El guerrillero se ve bien, aunque lo que haga sea absurdo o cruel. Tiene la impecable altura de sus convicciones, aunque casi todo lo que haga contradiga esas convicciones. Se puede pasar por alto esas contradicciones y preferir ver, en el hombre que mató de puro amor, a un extraterrestre que no se parece a nadie más aunque a la postre sea un vulgar comerciante del miedo ajeno. Si sacamos el marxismo de los marxistas, y el leninismo de los leninistas, ¿qué queda? Artistas. Actores de su propia acción de arte permanente. Comediantes de una tragedia sin sentido, llena de sonido y furia que no significa nada, o significa cualquier cosa que se te ocurra querer que signifique.

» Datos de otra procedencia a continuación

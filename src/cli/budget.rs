//! Budget CLI commands
//!
//! Creating, joining and leaving shared budgets, the invite code, and
//! picking the budget the other commands act on.

use clap::Subcommand;

use crate::display::{format_budget_details, format_budget_list, format_invite};
use crate::error::{BudgetError, BudgetResult};
use crate::models::Currency;
use crate::services::{BudgetService, BudgetUpdate};

use super::context::CliContext;

/// Budget subcommands
#[derive(Subcommand)]
pub enum BudgetCommands {
    /// Show the active budget with its member cards
    Show,

    /// List your budgets
    List,

    /// Create a new budget and switch to it
    Create {
        name: String,
        /// Currency the budget is kept in
        #[arg(short, long, default_value = "PLN")]
        currency: String,
    },

    /// Join a family budget with its invite code
    Join { code: String },

    /// Leave the active budget (or the named one)
    Leave {
        budget: Option<String>,
        /// Skip the confirmation
        #[arg(short, long)]
        force: bool,
    },

    /// Show the invite code to share
    Invite,

    /// Rename the active budget
    Rename {
        name: String,
        /// Also set the description
        #[arg(short, long)]
        description: Option<String>,
    },

    /// Change the currency the budget is kept in (owner only)
    Currency { currency: String },

    /// Switch the active budget (name, invite code or ID)
    Use { budget: String },

    /// Rebuild member totals from the transactions
    Recalc,
}

pub fn handle_budget_command(ctx: &CliContext, cmd: BudgetCommands) -> BudgetResult<()> {
    let user = ctx.user()?;
    let service = BudgetService::new(ctx.storage());

    match cmd {
        BudgetCommands::Show => {
            let budget = ctx.active_budget(&user)?;
            println!("{}", format_budget_details(&budget));

            let display = ctx.settings().display_currency;
            if display != budget.currency {
                let currency = ctx.currency()?;
                println!(
                    "\nTotal in {}: {}",
                    display,
                    currency.display(budget.total_balance, budget.currency)
                );
            }
        }

        BudgetCommands::List => {
            let budgets = service.get_user_budgets(user.id)?;
            let active = ctx.auth().active_budget_id()?;
            println!("{}", format_budget_list(&budgets, active));
        }

        BudgetCommands::Create { name, currency } => {
            let currency = parse_currency(&currency)?;
            let budget = service.create_budget(&user, &name, currency)?;
            ctx.auth().set_active_budget(Some(budget.id))?;
            println!("Created budget '{}' ({}).", budget.name, budget.currency);
            println!("Invite code: {}", budget.invite_code);
        }

        BudgetCommands::Join { code } => {
            let budget = service.join_budget(&user, &code)?;
            ctx.auth().set_active_budget(Some(budget.id))?;
            println!(
                "Joined '{}'. {} of {} members.",
                budget.name,
                budget.members.len(),
                service.max_members()
            );
        }

        BudgetCommands::Leave { budget, force } => {
            let target = match budget {
                Some(input) => service.find_for_member(&user, &input)?,
                None => ctx.active_budget(&user)?,
            };
            if !force {
                println!(
                    "Leaving '{}' removes your member card. Your transactions stay in the budget.",
                    target.name
                );
                println!("Run again with --force to confirm.");
                return Ok(());
            }
            let left = service.leave_budget(target.id, &user)?;
            if ctx.auth().active_budget_id()? == Some(left.id) {
                ctx.auth().set_active_budget(None)?;
            }
            println!("You left '{}'.", left.name);
        }

        BudgetCommands::Invite => {
            let budget = ctx.active_budget(&user)?;
            println!("{}", format_invite(&service.invite_info(budget.id, &user)?));
        }

        BudgetCommands::Rename { name, description } => {
            let budget = ctx.active_budget(&user)?;
            let updated = service.update_budget(
                budget.id,
                &user,
                BudgetUpdate {
                    name: Some(name),
                    description,
                    currency: None,
                },
            )?;
            println!("Budget renamed to '{}'.", updated.name);
        }

        BudgetCommands::Currency { currency } => {
            let currency = parse_currency(&currency)?;
            let budget = ctx.active_budget(&user)?;
            let updated = service.update_budget(
                budget.id,
                &user,
                BudgetUpdate {
                    currency: Some(currency),
                    ..Default::default()
                },
            )?;
            println!(
                "'{}' is now kept in {} ({}). Amounts were not converted.",
                updated.name,
                updated.currency,
                updated.currency.name()
            );
        }

        BudgetCommands::Use { budget } => {
            let budget = service.find_for_member(&user, &budget)?;
            ctx.auth().set_active_budget(Some(budget.id))?;
            println!("Now using '{}'.", budget.name);
        }

        BudgetCommands::Recalc => {
            let budget = ctx.active_budget(&user)?;
            let report = service.recalculate_balances(budget.id)?;
            if report.corrected.is_empty() {
                println!("All member balances are correct.");
            } else {
                println!(
                    "Corrected the balances of {} member(s).",
                    report.corrected.len()
                );
            }
            println!("{}", format_budget_details(&report.budget));
        }
    }

    Ok(())
}

pub(crate) fn parse_currency(input: &str) -> BudgetResult<Currency> {
    input.parse().map_err(BudgetError::Validation)
}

A los movimientos terroristas de ayer y de hoy se les atribuyen muchos éxitos que son solo parcialmente suyos (la democracia en Chile, los derechos civiles en Estados Unidos, la indignación antiisraelí en Palestina), pero su mayor éxito sigue siendo justamente su permanente fracaso. Porque en el centro del ethos resistencial, en la idea de que todo combate es resistencia, está la belleza definitiva de la derrota: el resistente en la sala de tortura, entregando su vida por una tierra prometida que no alcanzará a pisar. Da lo mismo que sean finalmente políticos grises o ejércitos articulados los que liberen la patria de la opresión. El resistente, en su traje de calle, representa la posibilidad de cualquier ciudadano de llegar a ser inmortal. Inmortal después de morir en contra de la corriente, de dar su vida en testimonio, de ser el cordero pascual de una nueva era que tiene, entre otras gracias, no llegar nunca.
El resistente no gana ni gobierna: solo resiste. En ese sentido, es el mejor guardián que puede tener el statu quo. No es azar que la clandestinidad tenga entre las multinacionales del entretenimiento tan buena prensa. De alguna forma saben que estos intransigentes radicales son sus mejores soldados: gastando su vida en una lucha solo a medias fructífera, su destino ya no les pertenece. Marcela Rodríguez, la madre que no pudo ser, la estudiante que vio cerrarse su carrera, pasa a llamarse con otros nombres, a vivir sin casa en la casa de nadie, a ser luego la Mujer Metralleta, y después, con una bala en la médula, de nuevo Marcela. Lejos de todos, uniendo como puede trozos de vida desde una cama de hospital.
Marcela Rodríguez, la Mujer Metralleta, sobrevivió hasta el 3 de octubre de este año paralizada en Milán, reconstruyendo como pudo los fragmentos. Su cuerpo. Su tiempo. Su derrota. Quizás ahí, en esa cama de hospital, encontró la única victoria verdadera de todos los resistentes: haber vivido lo suficiente como para entender que resistir no era vencer, sino seguir respirando.